«APPEAL FROM THE UNITED STATES DISTRICT COURT FOR THE CENTRAL DISTRICT OF CALIFORNIA, CASE NO. CV 02-9326-MMM HON. MARGARET M. MORROW, JUDGE ...»
Nos. 05-55374, 05-55421
UNITED STATES COURT OF APPEALS
FOR THE NINTH CIRCUIT
WARNER BROS. INTERNATIONAL TELEVISION DISTRIBUTION,
a division of TIME W ARNER ENTERTAINMENT COMPANY, L.P.,
Plaintiff and Appellee,
GOLDEN CHANNELS & CO.,
Defendant and Appellant.
APPEAL FROM THE UNITED STATES DISTRICT COURT FOR THECENTRAL DISTRICT OF CALIFORNIA, CASE NO. CV 02-9326-MMM HON. MARGARET M. MORROW, JUDGE APPELLEE’S BRIEF HORVITZ & LEVY LLP BARRY R. LEVY (STATE BAR NO. 53977) FREDERIC D. COHEN (STATE BAR NO. 56755) 15760 VENTURA BOULEVARD, 18TH FLOOR ENCINO, CALIFORNIA 91436 (818) 995-0800 • FAX (818) 995-3157
ATTORNEYS FOR PLAINTIFF AND APPELLEE
WARNER BROS. INTERNATIONAL TELEVISION DISTRIBUTION,a division of TIME W ARNER ENTERTAINMENT COM PANY, L.P.
TABLE OF CONTENTS
III. BECAUSE GOLDEN REPUDIATED ITS OBLIGATIONS UNDER
THE LICENSE AGREEMENT, THE DISTRICT COURT WAS
ENTITLED TO AWARD WARNER THE LICENSE FEES IT COULD
HAVE EARNED FOR THE DURATION OF THE AGREEMENT,
LESS THE FEES WARNER RECOUPED BY LICENSINGPROGRAMS TO OTHER BROADCASTERS..................... 49
1 Corbin on Contracts, Formation of Contracts § 3.8 (1993)............... 45 1 Witkin, Summary of California Law, Contracts § 813 (9th ed. 1987)....... 49
Plaintiff and Appellee Warner Bros. International Television Distribution Inc. is owned by Burbank Television Enterprises Inc., which is in turn owned by Warner Bros. Entertainment Inc. Warner Bros. Entertainment Inc.’s parent is Time Warner Inc., publicly traded on the New York Stock Exchange under the symbol TWX.
WARNER BROS. INTERNATIONAL TELEVISION DISTRIBUTION,a division of TIME WARNER ENTERTAINMENT COMPANY, L.P., Plaintiff and Appellee,
Warner Bros. International Television Distribution (Warner) filed this breach of contract action against Golden Channels & Co. (Golden), an Israeli cable company, after Golden fell seriously behind in its obligation to pay Warner license fees for television programs Golden licensed from Warner. Golden ultimately refused to make any further payments unless Warner forfeited certain rights under the parties’ License Agreement. Following a bench trial, the district court concluded that, by refusing to continue performing its contract obligations unless Warner relinquished certain rights, Golden had repudiated the License Agreement and committed a total breach. The district court, therefore, ruled Golden was liable for all unpaid license fees, past and future, that Warner would have earned under the License Agreement, less the fees Warner could make up by licensing its programs to other broadcasters.

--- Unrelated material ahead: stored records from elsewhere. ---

//! CSS color literal parsing.
//!
//! Reduces hex, `rgb()`/`rgba()`, `hsl()`/`hsla()` and the `black`/`white`
//! keywords to an 8-bit [`RgbColor`].

#![allow(clippy::cast_possible_truncation)]
#![allow(clippy::cast_sign_loss)]

use crate::error::{TokenError, TokenResult};
use crate::models::RgbColor;

/// Keywords that are valid CSS color values but carry no hue to derive from.
pub const NON_DERIVABLE_KEYWORDS: &[&str] = &[
    "transparent",
    "currentcolor",
    "inherit",
    "initial",
    "unset",
    "revert",
    "revert-layer",
];

/// Parses a CSS color literal into its sRGB triple.
///
/// # Examples
///
/// ```
/// use tokenkit::color::parse_color;
/// use tokenkit::models::RgbColor;
///
/// assert_eq!(parse_color("rgb(255, 0, 0)").unwrap(), RgbColor::new(255, 0, 0));
/// assert_eq!(parse_color("hsl(120deg 100% 50%)").unwrap(), RgbColor::new(0, 255, 0));
/// assert!(parse_color("not-a-color").is_err());
/// ```
pub fn parse_color(literal: &str) -> TokenResult<RgbColor> {
    let normalized = literal.trim().to_ascii_lowercase();

    if normalized.is_empty() {
        return Err(TokenError::invalid_color(literal, "empty color literal"));
    }

    if normalized.starts_with('#') {
        return RgbColor::from_hex(&normalized).map_err(|e| match e {
            TokenError::InvalidColor { reason, .. } => TokenError::invalid_color(literal, reason),
            other => other,
        });
    }

    match normalized.as_str() {
        "black" => return Ok(RgbColor::new(0, 0, 0)),
        "white" => return Ok(RgbColor::new(255, 255, 255)),
        keyword if NON_DERIVABLE_KEYWORDS.contains(&keyword) => {
            return Err(TokenError::invalid_color(
                literal,
                format!("'{keyword}' has no derivable color"),
            ));
        }
        _ => {}
    }

    if let Some(args) = function_args(&normalized, &["rgba", "rgb"]) {
        return parse_rgb_args(literal, &args);
    }

    if let Some(args) = function_args(&normalized, &["hsla", "hsl"]) {
        return parse_hsl_args(literal, &args);
    }

    Err(TokenError::invalid_color(literal, "unrecognized color syntax"))
}

/// Returns true if `value` is a keyword or reference that intentionally has no
/// color to derive (e.g. `transparent`, `var(--x)`).
#[must_use]
pub fn is_non_derivable(value: &str) -> bool {
    let normalized = value.trim().to_ascii_lowercase();
    normalized.is_empty()
        || normalized.starts_with("var(")
        || NON_DERIVABLE_KEYWORDS.contains(&normalized.as_str())
}

/// Splits `name(a, b, c)` / `name(a b c / d)` into its argument list.
fn function_args(normalized: &str, names: &[&str]) -> Option<Vec<String>> {
    let name = names.iter().find(|name| normalized.starts_with(*name))?;
    let inner = normalized[name.len()..]
        .trim_start()
        .strip_prefix('(')?
        .strip_suffix(')')?;

    Some(
        inner
            .split(|c: char| c == ',' || c == '/' || c.is_whitespace())
            .filter(|part| !part.is_empty())
            .map(str::to_string)
            .collect(),
    )
}

fn parse_number(literal: &str, raw: &str) -> TokenResult<f64> {
    let value: f64 = raw
        .parse()
        .map_err(|_| TokenError::invalid_color(literal, format!("'{raw}' is not a number")))?;

    if !value.is_finite() {
        return Err(TokenError::invalid_color(
            literal,
            format!("'{raw}' is not a finite number"),
        ));
    }

    Ok(value)
}

fn check_arity(literal: &str, args: &[String]) -> TokenResult<()> {
    if args.len() == 3 || args.len() == 4 {
        Ok(())
    } else {
        Err(TokenError::invalid_color(
            literal,
            format!("expected 3 or 4 components, found {}", args.len()),
        ))
    }
}

fn parse_rgb_args(literal: &str, args: &[String]) -> TokenResult<RgbColor> {
    check_arity(literal, args)?;

    let channel = |raw: &str| -> TokenResult<u8> {
        let value = match raw.strip_suffix('%') {
            Some(percent) => parse_number(literal, percent)? * 255.0 / 100.0,
            None => parse_number(literal, raw)?,
        };
        Ok(value.round().clamp(0.0, 255.0) as u8)
    };

    Ok(RgbColor::new(
        channel(&args[0])?,
        channel(&args[1])?,
        channel(&args[2])?,
    ))
}

fn parse_hsl_args(literal: &str, args: &[String]) -> TokenResult<RgbColor> {
    check_arity(literal, args)?;

    let hue_raw = args[0].strip_suffix("deg").unwrap_or(args[0].as_str());
    let hue = parse_number(literal, hue_raw)?;

    let percent = |raw: &str| -> TokenResult<f64> {
        let number = parse_number(literal, raw.strip_suffix('%').unwrap_or(raw))?;
        Ok(number.clamp(0.0, 100.0) / 100.0)
    };

    Ok(RgbColor::from_hsl(hue, percent(&args[1])?, percent(&args[2])?))
}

The district court’s conclusion that Golden repudiated the License Agreement is based on its resolution of disputed issues of fact, and its resolution of those factual issues is subject to a highly deferential standard of review. As we demonstrate below, the record fully supports the district court’s findings.
First, the record supports the conclusion that Golden repudiated its obligations under the License Agreement. The district court found that when Golden began experiencing cash flow problems, it urged Warner to renegotiate the License Agreement to reduce Golden’s financial obligations. Warner said it would be willing to participate in such negotiations, on one condition: under the License Agreement, Golden was required to provide a $5 million letter of credit to secure its obligations for the first two and one-half years of the agreement and to provide some form of security thereafter; as a condition to participating in negotiations to amend the agreement, Warner insisted Golden agree to keep the letter of credit in place for the full five-year term of the License Agreement. Golden raised no objections to this requirement and entered into a year-long round of negotiations with Warner, during which time its debt continued to grow. Consistent with Warner’s condition for negotiations, when the letter of credit was about to expire after the initial two and one-half year term, Golden extended it for another year. Based on these facts, the court concluded that (1) Golden was estopped from denying that it had agreed to keep the letter of credit in place for the full five-year term of the License Agreement and (2) Golden, by allowing the letter of credit to be extended, entered into an implied-in-fact agreement to keep the letter of credit in place for another year. In either case, the district court concluded Golden breached the License Agreement by refusing to pay any past or future license fees unless Warner gave up the letter of credit. The court’s conclusions are fully supported by the record and should be affirmed.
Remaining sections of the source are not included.